Kurz, wir sollten der Hoffnung nicht zum Opfer fallen. Im Gegenteil, man sollte die eigentlichen Beweggründe des Premierministers enthüllen, der nichts anderes tut, als unseren Plan als Täuschungsmittel auszuschlachten.

ABER SELBST wenn diese Analyse vernünftig aussieht, leidet sie nicht an Übervereinfachung?

Das wichtigste politische Ereignis der letzten Woche war der Abgang Avigdor Liebermans aus der Regierung. Seine offizielle Begründung war die, dass er nicht in einer Regierung verbleiben könne, die Verhandlungen über die „Kernthemen“ – Grenzen, Flüchtlinge, Jerusalem und die Siedlungen – führt. Dabei könnte es sich um einen Vorwand handeln. Lieberman vollführt verwickelt politische Schachzüge, denen kein vernünftiger Mensch mehr folgen kann. Aber Tatsache ist Tatsache. Olmerts neue Bewunderer – einschließlich Meretz-Chef Yossi Beilin – behaupten jedenfalls, dass dieser Rücktritt beweise, dass Olmert es tatsächlich ernst meint.

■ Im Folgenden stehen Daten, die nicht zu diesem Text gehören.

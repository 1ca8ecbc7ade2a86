//! # Error Types
//!
//! Domain-specific error types for till-core.
//!
//! ## Error Hierarchy
//! ```text
//! ┌─────────────────────────────────────────────────────────────────────────┐
//! │                         Error Types                                     │
//! │                                                                         │
//! │  till-core errors (this file)                                          │
//! │  ├── CoreError        - Pipeline failures (unknown barcode, etc.)      │
//! │  └── ValidationError  - Input / reference data rule violations         │
//! │                                                                         │
//! │  till-catalog errors (separate crate)                                  │
//! │  └── CatalogError     - Reference data loading failures                │
//! │                                                                         │
//! │  till-cli errors (app)                                                 │
//! │  └── CliError         - What the operator sees on stderr               │
//! │                                                                         │
//! │  Flow: ValidationError → CoreError → CatalogError → CliError → stderr  │
//! └─────────────────────────────────────────────────────────────────────────┘
//! ```
//!
//! ## Propagation Policy
//! Every `CoreError` is fatal for the receipt being computed. The pipeline
//! never produces a partial receipt or a receipt with corrupted totals.

use thiserror::Error;

// =============================================================================
// Core Error
// =============================================================================

/// Receipt pipeline errors.
#[derive(Debug, Error)]
pub enum CoreError {
    /// A scanned barcode has no match in the item catalog.
    ///
    /// ## When This Occurs
    /// - Typo in a tag
    /// - Catalog file is out of date relative to the scanner
    #[error("Unknown barcode: {0}")]
    UnknownBarcode(String),

    /// No promotion of the required type exists in the promotion catalog.
    #[error("No {0} promotion configured")]
    MissingPromotion(String),

    /// A tag's quantity suffix is not a usable number.
    ///
    /// ## User Workflow
    /// ```text
    /// Scan "ITEM000003-2,5"
    ///      │
    ///      ▼
    /// format_tag → "2,5" is not a decimal number
    ///      │
    ///      ▼
    /// InvalidQuantity { tag: "ITEM000003-2,5", reason: "..." }
    /// ```
    #[error("Invalid quantity in tag '{tag}': {reason}")]
    InvalidQuantity { tag: String, reason: String },

    /// Summed quantities for one barcode are not representable.
    #[error("Quantity overflow while counting {barcode}")]
    QuantityOverflow { barcode: String },

    /// A line amount or a receipt total does not fit in the money
    /// representation.
    #[error("Amount overflow while pricing {barcode}")]
    AmountOverflow { barcode: String },

    /// Validation error (wraps ValidationError).
    #[error("Validation error: {0}")]
    Validation(#[from] ValidationError),
}

// =============================================================================
// Validation Error
// =============================================================================

/// Input validation errors.
///
/// Raised for malformed tags and for reference data that breaks catalog
/// rules (empty names, negative prices, duplicate barcodes).
#[derive(Debug, Error)]
pub enum ValidationError {
    /// A required field is missing or empty.
    #[error("{field} is required")]
    Required { field: String },

    /// Field value is too long.
    #[error("{field} must be at most {max} characters")]
    TooLong { field: String, max: usize },

    /// Value must be positive.
    #[error("{field} must be positive")]
    MustBePositive { field: String },

    /// Value must not be negative.
    #[error("{field} must not be negative")]
    Negative { field: String },

    /// Invalid format (e.g., non-numeric quantity).
    #[error("{field} has invalid format: {reason}")]
    InvalidFormat { field: String, reason: String },

    /// Duplicate value (e.g., duplicate barcode in the catalog).
    #[error("{field} '{value}' already exists")]
    Duplicate { field: String, value: String },
}

// =============================================================================
// Result Type Alias
// =============================================================================

/// Convenience type alias for Results with CoreError.
pub type CoreResult<T> = Result<T, CoreError>;

// =============================================================================
// Unit Tests
// =============================================================================
//! # Validation Module
//!
//! Input validation utilities for tags and reference data.
//!
//! ## Validation Strategy
//! ```text
//! ┌─────────────────────────────────────────────────────────────────────────┐
//! │                      Validation Layers                                  │
//! │                                                                         │
//! │  Layer 1: Catalog load (till-catalog)                                  │
//! │  ├── validate_catalog: names, units, prices, unique barcodes           │
//! │  └── validate_promotions: type names, barcode format                   │
//! │           │                                                             │
//! │           ▼                                                             │
//! │  Layer 2: Tag formatting (till-core::tag)                              │
//! │  ├── scanned barcode must be non-empty (format is not checked)         │
//! │  └── Quantity::from_str on every quantity suffix                       │
//! │           │                                                             │
//! │           ▼                                                             │
//! │  Layer 3: Cart building                                                │
//! │  └── validate_price_cents on the matched item                          │
//! └─────────────────────────────────────────────────────────────────────────┘
//! ```
//!
//! ## Usage
//! ```rust
//! use till_core::validation::{validate_barcode, validate_price_cents};
//!
//! validate_barcode("ITEM000001").unwrap();
//! validate_price_cents(300).unwrap();
//! ```

use std::collections::HashSet;

use crate::error::ValidationError;
use crate::types::{CatalogItem, Promotion};

/// Result type for validation operations.
pub type ValidationResult<T> = Result<T, ValidationError>;

/// Longest barcode accepted.
pub const MAX_BARCODE_LEN: usize = 50;

/// Longest item name accepted (in characters, not bytes).
pub const MAX_NAME_LEN: usize = 200;

// =============================================================================
// String Validators
// =============================================================================

/// Validates a barcode.
///
/// ## Rules
/// - Must not be empty
/// - At most [`MAX_BARCODE_LEN`] characters
/// - Only letters, digits and underscores (`-` is the tag quantity separator)
///
/// ## Example
/// ```rust
/// use till_core::validation::validate_barcode;
///
/// assert!(validate_barcode("ITEM000001").is_ok());
/// assert!(validate_barcode("").is_err());
/// assert!(validate_barcode("ITEM-1").is_err());
/// ```
pub fn validate_barcode(barcode: &str) -> ValidationResult<()> {
    if barcode.is_empty() {
        return Err(ValidationError::Required {
            field: "barcode".to_string(),
        });
    }

    if barcode.chars().count() > MAX_BARCODE_LEN {
        return Err(ValidationError::TooLong {
            field: "barcode".to_string(),
            max: MAX_BARCODE_LEN,
        });
    }

    if !barcode.chars().all(|c| c.is_alphanumeric() || c == '_') {
        return Err(ValidationError::InvalidFormat {
            field: "barcode".to_string(),
            reason: "must contain only letters, numbers, and underscores".to_string(),
        });
    }

    Ok(())
}

fn validate_text(field: &str, value: &str, max: usize) -> ValidationResult<()> {
    let value = value.trim();

    if value.is_empty() {
        return Err(ValidationError::Required {
            field: field.to_string(),
        });
    }

    if value.chars().count() > max {
        return Err(ValidationError::TooLong {
            field: field.to_string(),
            max,
        });
    }

    Ok(())
}

/// Validates an item name shown on the receipt.
pub fn validate_item_name(name: &str) -> ValidationResult<()> {
    validate_text("name", name, MAX_NAME_LEN)
}

/// Validates a unit label (瓶, 斤...).
pub fn validate_unit(unit: &str) -> ValidationResult<()> {
    validate_text("unit", unit, 20)
}

// =============================================================================
// Numeric Validators
// =============================================================================

/// Validates a price in cents.
///
/// ## Rules
/// - Must be non-negative (>= 0)
/// - Zero is allowed (free items)
///
/// ## Example
/// ```rust
/// use till_core::validation::validate_price_cents;
///
/// assert!(validate_price_cents(450).is_ok());
/// assert!(validate_price_cents(0).is_ok());
/// assert!(validate_price_cents(-100).is_err());
/// ```
pub fn validate_price_cents(cents: i64) -> ValidationResult<()> {
    if cents < 0 {
        return Err(ValidationError::Negative {
            field: "price".to_string(),
        });
    }

    Ok(())
}

// =============================================================================
// Collection Validators
// =============================================================================

/// Validates a whole item catalog.
///
/// Every item must pass the field validators, and barcodes must be unique
/// so that each scanned barcode resolves to exactly one item.
pub fn validate_catalog(items: &[CatalogItem]) -> ValidationResult<()> {
    let mut seen = HashSet::with_capacity(items.len());

    for item in items {
        validate_barcode(&item.barcode)?;
        validate_item_name(&item.name)?;
        validate_unit(&item.unit)?;
        validate_price_cents(item.price_cents)?;

        if !seen.insert(item.barcode.as_str()) {
            return Err(ValidationError::Duplicate {
                field: "barcode".to_string(),
                value: item.barcode.clone(),
            });
        }
    }

    Ok(())
}

/// Validates a promotion catalog.
///
/// Unknown promotion types are allowed; they are ignored by the engine.
pub fn validate_promotions(promotions: &[Promotion]) -> ValidationResult<()> {
    for promotion in promotions {
        if promotion.kind.trim().is_empty() {
            return Err(ValidationError::Required {
                field: "promotion type".to_string(),
            });
        }

        for barcode in &promotion.barcodes {
            validate_barcode(barcode)?;
        }
    }

    Ok(())
}

// =============================================================================
// Unit Tests
// =============================================================================

#[cfg(test)]
mod tests {
    use super::*;
    use crate::money::Money;
    use crate::types::PromotionKind;

    fn item(barcode: &str, price_cents: i64) -> CatalogItem {
        CatalogItem::new(barcode, "雪碧", "瓶", Money::from_cents(price_cents))
    }

    #[test]
    fn test_validate_barcode() {
        assert!(validate_barcode("ITEM000001").is_ok());
        assert!(validate_barcode("123456").is_ok());
        assert!(validate_barcode("item_1").is_ok());

        assert!(validate_barcode("").is_err());
        assert!(validate_barcode("has space").is_err());
        assert!(validate_barcode("ITEM-000001").is_err());
        assert!(validate_barcode(&"A".repeat(51)).is_err());
    }

    #[test]
    fn test_validate_item_name() {
        assert!(validate_item_name("方便面").is_ok());
        assert!(validate_item_name("   ").is_err());
        // 200 CJK characters are 600 bytes but still within the limit
        assert!(validate_item_name(&"荔".repeat(200)).is_ok());
        assert!(validate_item_name(&"荔".repeat(201)).is_err());
    }

    #[test]
    fn test_validate_price_cents() {
        assert!(validate_price_cents(0).is_ok());
        assert!(validate_price_cents(1500).is_ok());
        assert!(validate_price_cents(-1).is_err());
    }

    #[test]
    fn test_validate_catalog_rejects_duplicates() {
        let items = vec![item("ITEM000001", 300), item("ITEM000001", 350)];
        let err = validate_catalog(&items).unwrap_err();
        assert!(matches!(err, ValidationError::Duplicate { ref value, .. } if value == "ITEM000001"));
    }

    #[test]
    fn test_validate_catalog_rejects_negative_price() {
        let items = vec![item("ITEM000001", -300)];
        assert!(matches!(
            validate_catalog(&items),
            Err(ValidationError::Negative { .. })
        ));
    }

    #[test]
    fn test_validate_catalog_ok() {
        let items = vec![item("ITEM000001", 300), item("ITEM000005", 450)];
        assert!(validate_catalog(&items).is_ok());
        assert!(validate_catalog(&[]).is_ok());
    }

    #[test]
    fn test_validate_promotions() {
        let ok = vec![Promotion::new(PromotionKind::BuyTwoGetOneFree, ["ITEM000001"])];
        assert!(validate_promotions(&ok).is_ok());

        let unknown_type = vec![Promotion {
            kind: "HALF_PRICE".to_string(),
            barcodes: vec![],
        }];
        assert!(validate_promotions(&unknown_type).is_ok());

        let empty_type = vec![Promotion {
            kind: " ".to_string(),
            barcodes: vec![],
        }];
        assert!(validate_promotions(&empty_type).is_err());

        let bad_barcode = vec![Promotion::new(PromotionKind::BuyTwoGetOneFree, ["BAD CODE"])];
        assert!(validate_promotions(&bad_barcode).is_err());
    }
}
use clap::Parser;
use std::process::ExitCode;
use till_cli::Args;

fn main() -> ExitCode {
    let args = Args::parse();
    till_cli::init_tracing(args.verbose);

    match till_cli::run(&args) {
        Ok(()) => ExitCode::SUCCESS,
        Err(e) => {
            tracing::debug!(error = ?e, "Run failed");
            eprintln!("error: {e}");
            ExitCode::FAILURE
        }
    }
}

Lieberman ist gegangen, aber die Shas-Partei bleibt – antworten die Skeptiker. Liebermans Gedankengänge mögen labyrinthisch sein, die Abwägungen der Shas jedenfalls liegen offen zutage. Shas ist jetzt in einer Situation, von der Politiker nur träumen können. Nach dem Wegfall Liebermans, verbleiben der Koalition nur noch 67 von den 120 Sitzen in der Knesset. Wenn die elf Shas-Abgeordneten sich ebenfalls zurückziehen, hat Olmert keine Regierung mehr.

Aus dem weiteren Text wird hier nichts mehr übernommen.